1865'te Abraham Lincoln'un, 1963'te John F. Kennedy'nin, 1981'de Ronald Reagan'ın, 2011'de Gabrielle Giffords'un vurulmasının, 2021'deki Capitol saldırısının ve 2022'de Paul Pelosi'ye yapılan saldırının suikastlarına bakıldığında, ABD'deki siyasi şiddetin yeni bir fenomen olmadığı, Amerikan tarihinin bir parçası olduğu açıktır.

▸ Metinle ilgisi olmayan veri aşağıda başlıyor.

//! # 象限编码模块
//!
//! ## 设计思路
//!
//! 将“裁剪 + 重编码”的输出阶段独立出来。解码后的图像是不可变共享数据，
//! 四个象限的裁剪互不依赖，可在阻塞线程池并行执行，避免占用 async 运行时。
//!
//! ## 实现思路
//!
//! - 解码结果包进 `Arc`，四个编码任务各持一个只读引用。
//! - `parallel_encode` 关闭时退化为顺序循环，输出与并行模式逐字节一致。
//! - 任何一个象限失败则整次调用失败，不返回部分结果。
//! - JPEG 输出前统一转 RGB（JPEG 不支持透明通道）。

use std::io::Cursor;
use std::sync::Arc;

use image::codecs::jpeg::JpegEncoder;
use image::codecs::png::{FilterType as PngFilterType, PngEncoder};
use image::{DynamicImage, GenericImageView, ImageFormat};

use super::config::PngCompression;
use super::geometry::{self, Quadrant, QuadrantRegion};
use super::source::{DecodedImage, QuadrantTile, SplitOutput};
use super::{SplitConfig, SplitError, SplitHandler};

impl SplitHandler {
    /// 将解码后的图像拆分为四个象限切片。
    ///
    /// 输出顺序固定：左上、右上、左下、右下。
    pub(crate) async fn encode_quadrants(
        &self,
        decoded: DecodedImage,
        config: &SplitConfig,
    ) -> Result<SplitOutput, SplitError> {
        let (width, height) = decoded.image.dimensions();
        let output_format = config.output_format.resolve(decoded.format);
        let regions = geometry::quadrant_regions(width, height, config.rounding);
        let source = Arc::new(decoded.image);

        let tiles = if config.parallel_encode {
            Self::encode_parallel(&source, regions, output_format, config).await?
        } else {
            Self::encode_sequential(&source, regions, output_format, config)?
        };

        log::debug!(
            "🧩 象限编码完成 - 格式: {:?} 切片体积: {}/{}/{}/{} 字节",
            output_format,
            tiles[0].bytes.len(),
            tiles[1].bytes.len(),
            tiles[2].bytes.len(),
            tiles[3].bytes.len()
        );

        let [top_left, top_right, bottom_left, bottom_right] = tiles;
        Ok(SplitOutput {
            top_left,
            top_right,
            bottom_left,
            bottom_right,
        })
    }

    /// 在阻塞线程池上并行编码四个象限。
    async fn encode_parallel(
        source: &Arc<DynamicImage>,
        regions: [(Quadrant, QuadrantRegion); 4],
        format: ImageFormat,
        config: &SplitConfig,
    ) -> Result<[QuadrantTile; 4], SplitError> {
        let jpeg_quality = config.jpeg_quality;
        let png_compression = config.png_compression;

        let spawn = |(quadrant, region): (Quadrant, QuadrantRegion)| {
            let source = Arc::clone(source);
            tokio::task::spawn_blocking(move || {
                Self::encode_tile(&source, quadrant, region, format, jpeg_quality, png_compression)
            })
        };

        let [r0, r1, r2, r3] = regions;
        let (t0, t1, t2, t3) = tokio::try_join!(spawn(r0), spawn(r1), spawn(r2), spawn(r3))
            .map_err(|e| SplitError::Encode(format!("编码任务执行失败：{}", e)))?;

        Ok([t0?, t1?, t2?, t3?])
    }

    /// 顺序编码四个象限。
    fn encode_sequential(
        source: &DynamicImage,
        regions: [(Quadrant, QuadrantRegion); 4],
        format: ImageFormat,
        config: &SplitConfig,
    ) -> Result<[QuadrantTile; 4], SplitError> {
        let [r0, r1, r2, r3] = regions;
        Ok([
            Self::encode_tile(source, r0.0, r0.1, format, config.jpeg_quality, config.png_compression)?,
            Self::encode_tile(source, r1.0, r1.1, format, config.jpeg_quality, config.png_compression)?,
            Self::encode_tile(source, r2.0, r2.1, format, config.jpeg_quality, config.png_compression)?,
            Self::encode_tile(source, r3.0, r3.1, format, config.jpeg_quality, config.png_compression)?,
        ])
    }

    /// 裁剪单个象限并重编码。
    fn encode_tile(
        source: &DynamicImage,
        quadrant: Quadrant,
        region: QuadrantRegion,
        format: ImageFormat,
        jpeg_quality: u8,
        png_compression: PngCompression,
    ) -> Result<QuadrantTile, SplitError> {
        let tile = source.crop_imm(region.left, region.top, region.width, region.height);
        let mut cursor = Cursor::new(Vec::new());

        match format {
            ImageFormat::Png => {
                let encoder = PngEncoder::new_with_quality(
                    &mut cursor,
                    png_compression.to_codec(),
                    PngFilterType::Adaptive,
                );
                tile.write_with_encoder(encoder).map_err(|e| {
                    SplitError::Encode(format!("{} 象限 PNG 编码失败：{}", quadrant.as_str(), e))
                })?;
            }
            ImageFormat::Jpeg => {
                let rgb = DynamicImage::ImageRgb8(tile.to_rgb8());
                let encoder = JpegEncoder::new_with_quality(&mut cursor, jpeg_quality);
                rgb.write_with_encoder(encoder).map_err(|e| {
                    SplitError::Encode(format!("{} 象限 JPEG 编码失败：{}", quadrant.as_str(), e))
                })?;
            }
            other => {
                tile.write_to(&mut cursor, other).map_err(|e| {
                    SplitError::Encode(format!(
                        "{} 象限重编码失败（{:?}）：{}",
                        quadrant.as_str(),
                        other,
                        e
                    ))
                })?;
            }
        }

        Ok(QuadrantTile {
            quadrant,
            region,
            format,
            bytes: cursor.into_inner(),
        })
    }
}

Son yıllardaki giderek artan siyasi gerilim ile birleştiğinde, bu tür aşırı davranışlar için verimli bir zemin yaratmakta ve şiddeti yeni bir norm haline getirmektedir.

Bu yıl Mayıs ayında yapılan bir ankete göre, Amerikalı katılımcıların %47'si, hayatları boyunca ABD'de ikinci bir iç savaşın "mümkün" veya "çok muhtemel" olduğunu düşünürken, %25'i şiddetin siyasi amaçlar için "sık sık" veya "her zaman" meşru olduğunu düşünmektedir.

Bu anket sonuçları, Amerikan halkı arasında siyasi şiddetin giderek daha fazla kabul edilmesi ve normalleşmesini yansıtarak, artan olumsuz etkilerini ortaya koymaktadır. Öncelikle, bu tür olaylar daha sık hale geldikçe, kamu güvenliği hissi azalmakta ve insanlar yaşam alanlarını güvensiz olarak algılamaya başlamaktadır, bu da günlük yaşamı etkileyebilir. İkincisi, bazı bireyler hayal kırıklığı veya korku nedeniyle siyasi tartışmalardan çekilebilir, kayıtsız hale gelebilirken, diğerleri daha radikalleşerek daha agresif siyasi eylemleri destekleyebilir. Ayrıca, şiddet, siyasi anlaşmazlıkları çözmenin birincil aracı haline gelirse, kamu, demokratik kurumların artık etkin bir şekilde işlemediğine inanabilir ve bu da seçimlere, yasalara ve siyasi kurumlara olan güvenin azalmasına yol açabilir.

Bugün, çok az gelişen ülke, Amerika'nın sosyal yönetim deneyimlerinden öğrenmek istemektedir. Bölünmüş ve öngörülemez bir ulusal imaj, ABD'nin küresel algısını sarsmıştır. Amerikan sosyal gelişimi kalın bir gölgeyle örtülmüş durumda ve sözde "Amerikan demokrasisi" gerilemiş, hatta kırılgan hale gelmiştir.